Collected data
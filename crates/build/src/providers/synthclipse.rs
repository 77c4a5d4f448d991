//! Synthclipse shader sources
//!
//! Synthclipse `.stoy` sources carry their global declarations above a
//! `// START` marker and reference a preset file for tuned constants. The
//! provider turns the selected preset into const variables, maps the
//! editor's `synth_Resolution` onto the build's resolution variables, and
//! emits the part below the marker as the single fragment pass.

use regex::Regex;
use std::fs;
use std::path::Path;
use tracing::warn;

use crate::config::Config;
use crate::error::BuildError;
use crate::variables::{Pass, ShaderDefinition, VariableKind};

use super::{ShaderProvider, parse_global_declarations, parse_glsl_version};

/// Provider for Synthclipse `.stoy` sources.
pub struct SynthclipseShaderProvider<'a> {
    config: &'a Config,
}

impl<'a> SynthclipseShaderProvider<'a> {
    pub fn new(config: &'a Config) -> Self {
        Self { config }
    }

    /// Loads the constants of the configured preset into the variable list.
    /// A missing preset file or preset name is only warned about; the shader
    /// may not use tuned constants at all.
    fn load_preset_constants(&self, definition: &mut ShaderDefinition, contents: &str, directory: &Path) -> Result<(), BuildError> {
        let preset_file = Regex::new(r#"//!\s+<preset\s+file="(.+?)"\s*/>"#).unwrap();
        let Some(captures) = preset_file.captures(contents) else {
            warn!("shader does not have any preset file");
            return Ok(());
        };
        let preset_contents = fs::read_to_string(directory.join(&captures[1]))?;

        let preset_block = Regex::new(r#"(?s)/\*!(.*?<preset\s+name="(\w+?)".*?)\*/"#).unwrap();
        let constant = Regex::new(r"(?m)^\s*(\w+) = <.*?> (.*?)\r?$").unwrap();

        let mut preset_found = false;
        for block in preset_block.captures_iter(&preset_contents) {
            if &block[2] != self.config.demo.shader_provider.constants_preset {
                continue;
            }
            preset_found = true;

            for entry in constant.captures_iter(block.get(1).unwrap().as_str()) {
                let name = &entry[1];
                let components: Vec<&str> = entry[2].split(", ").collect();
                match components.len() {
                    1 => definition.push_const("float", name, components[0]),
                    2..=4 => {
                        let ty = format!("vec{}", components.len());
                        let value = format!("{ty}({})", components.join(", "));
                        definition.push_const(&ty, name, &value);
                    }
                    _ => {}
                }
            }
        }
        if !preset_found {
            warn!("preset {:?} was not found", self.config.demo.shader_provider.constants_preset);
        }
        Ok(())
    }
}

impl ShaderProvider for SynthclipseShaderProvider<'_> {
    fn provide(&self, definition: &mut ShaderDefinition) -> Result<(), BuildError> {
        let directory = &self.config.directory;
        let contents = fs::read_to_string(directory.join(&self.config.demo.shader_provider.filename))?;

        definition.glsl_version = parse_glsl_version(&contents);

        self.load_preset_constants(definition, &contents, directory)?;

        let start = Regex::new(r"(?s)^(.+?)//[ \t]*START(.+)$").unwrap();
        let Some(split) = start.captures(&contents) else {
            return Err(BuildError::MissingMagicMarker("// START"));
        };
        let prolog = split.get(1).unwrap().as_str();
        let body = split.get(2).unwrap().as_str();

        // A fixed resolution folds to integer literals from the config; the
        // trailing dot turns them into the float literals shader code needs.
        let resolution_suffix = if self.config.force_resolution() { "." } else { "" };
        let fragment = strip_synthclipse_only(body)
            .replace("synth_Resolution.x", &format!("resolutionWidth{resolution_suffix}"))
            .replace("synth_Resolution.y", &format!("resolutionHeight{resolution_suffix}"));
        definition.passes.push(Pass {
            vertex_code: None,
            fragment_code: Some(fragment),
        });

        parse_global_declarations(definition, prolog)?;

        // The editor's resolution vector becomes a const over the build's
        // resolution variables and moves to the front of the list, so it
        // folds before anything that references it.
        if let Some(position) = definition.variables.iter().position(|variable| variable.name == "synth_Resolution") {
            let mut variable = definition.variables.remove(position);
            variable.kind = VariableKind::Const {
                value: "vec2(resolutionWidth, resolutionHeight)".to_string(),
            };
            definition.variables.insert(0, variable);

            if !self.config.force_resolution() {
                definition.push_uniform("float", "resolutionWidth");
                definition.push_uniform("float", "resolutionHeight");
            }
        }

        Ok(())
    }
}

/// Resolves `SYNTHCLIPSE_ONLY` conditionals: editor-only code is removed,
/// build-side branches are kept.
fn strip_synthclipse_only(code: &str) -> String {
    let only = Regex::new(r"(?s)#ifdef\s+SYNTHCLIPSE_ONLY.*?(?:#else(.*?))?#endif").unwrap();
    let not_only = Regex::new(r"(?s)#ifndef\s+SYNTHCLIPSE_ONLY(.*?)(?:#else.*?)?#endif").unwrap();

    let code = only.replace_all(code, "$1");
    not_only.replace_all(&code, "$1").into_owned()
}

● **How to complete this task**
Could you transcribe each entry exactly as it stands?

● **Answer section**
filename crates/build/src/providers/synthclipse.rs
repository 77c4a5d4f448d991
//! Synthclipse shader sources
//!
//! Synthclipse `.stoy` sources carry their global declarations above a
//! `// START` marker and reference a preset file for tuned constants. The
//! provider turns the selected preset into const variables, maps the
//! editor's `synth_Resolution` onto the build's resolution variables, and
//! emits the part below the marker as the single fragment pass.

use regex::Regex;
use std::fs;
use std::path::Path;
use tracing::warn;

use crate::config::Config;
use crate::error::BuildError;
use crate::variables::{Pass, ShaderDefinition, VariableKind};

use super::{ShaderProvider, parse_global_declarations, parse_glsl_version};

/// Provider for Synthclipse `.stoy` sources.
pub struct SynthclipseShaderProvider<'a> {
    config: &'a Config,
}

impl<'a> SynthclipseShaderProvider<'a> {
    pub fn new(config: &'a Config) -> Self {
        Self { config }
    }

    /// Loads the constants of the configured preset into the variable list.
    /// A missing preset file or preset name is only warned about; the shader
    /// may not use tuned constants at all.
    fn load_preset_constants(&self, definition: &mut ShaderDefinition, contents: &str, directory: &Path) -> Result<(), BuildError> {
        let preset_file = Regex::new(r#"//!\s+<preset\s+file="(.+?)"\s*/>"#).unwrap();
        let Some(captures) = preset_file.captures(contents) else {
            warn!("shader does not have any preset file");
            return Ok(());
        };
        let preset_contents = fs::read_to_string(directory.join(&captures[1]))?;

        let preset_block = Regex::new(r#"(?s)/\*!(.*?<preset\s+name="(\w+?)".*?)\*/"#).unwrap();
        let constant = Regex::new(r"(?m)^\s*(\w+) = <.*?> (.*?)\r?$").unwrap();

        let mut preset_found = false;
        for block in preset_block.captures_iter(&preset_contents) {
            if &block[2] != self.config.demo.shader_provider.constants_preset {
                continue;
            }
            preset_found = true;

            for entry in constant.captures_iter(block.get(1).unwrap().as_str()) {
                let name = &entry[1];
                let components: Vec<&str> = entry[2].split(", ").collect();
                match components.len() {
                    1 => definition.push_const("float", name, components[0]),
                    2..=4 => {
                        let ty = format!("vec{}", components.len());
                        let value = format!("{ty}({})", components.join(", "));
                        definition.push_const(&ty, name, &value);
                    }
                    _ => {}
                }
            }
        }
        if !preset_found {
            warn!("preset {:?} was not found", self.config.demo.shader_provider.constants_preset);
        }
        Ok(())
    }
}

impl ShaderProvider for SynthclipseShaderProvider<'_> {
    fn provide(&self, definition: &mut ShaderDefinition) -> Result<(), BuildError> {
        let directory = &self.config.directory;
        let contents = fs::read_to_string(directory.join(&self.config.demo.shader_provider.filename))?;

        definition.glsl_version = parse_glsl_version(&contents);

        self.load_preset_constants(definition, &contents, directory)?;

        let start = Regex::new(r"(?s)^(.+?)//[ \t]*START(.+)$").unwrap();
        let Some(split) = start.captures(&contents) else {
            return Err(BuildError::MissingMagicMarker("// START"));
        };
        let prolog = split.get(1).unwrap().as_str();
        let body = split.get(2).unwrap().as_str();

        // A fixed resolution folds to integer literals from the config; the
        // trailing dot turns them into the float literals shader code needs.
        let resolution_suffix = if self.config.force_resolution() { "." } else { "" };
        let fragment = strip_synthclipse_only(body)
            .replace("synth_Resolution.x", &format!("resolutionWidth{resolution_suffix}"))
            .replace("synth_Resolution.y", &format!("resolutionHeight{resolution_suffix}"));
        definition.passes.push(Pass {
            vertex_code: None,
            fragment_code: Some(fragment),
        });

        parse_global_declarations(definition, prolog)?;

        // The editor's resolution vector becomes a const over the build's
        // resolution variables and moves to the front of the list, so it
        // folds before anything that references it.
        if let Some(position) = definition.variables.iter().position(|variable| variable.name == "synth_Resolution") {
            let mut variable = definition.variables.remove(position);
            variable.kind = VariableKind::Const {
                value: "vec2(resolutionWidth, resolutionHeight)".to_string(),
            };
            definition.variables.insert(0, variable);

            if !self.config.force_resolution() {
                definition.push_uniform("float", "resolutionWidth");
                definition.push_uniform("float", "resolutionHeight");
            }
        }

        Ok(())
    }
}

/// Resolves `SYNTHCLIPSE_ONLY` conditionals: editor-only code is removed,
/// build-side branches are kept.
fn strip_synthclipse_only(code: &str) -> String {
    let only = Regex::new(r"(?s)#ifdef\s+SYNTHCLIPSE_ONLY.*?(?:#else(.*?))?#endif").unwrap();
    let not_only = Regex::new(r"(?s)#ifndef\s+SYNTHCLIPSE_ONLY(.*?)(?:#else.*?)?#endif").unwrap();

    let code = only.replace_all(code, "$1");
    not_only.replace_all(&code, "$1").into_owned()
}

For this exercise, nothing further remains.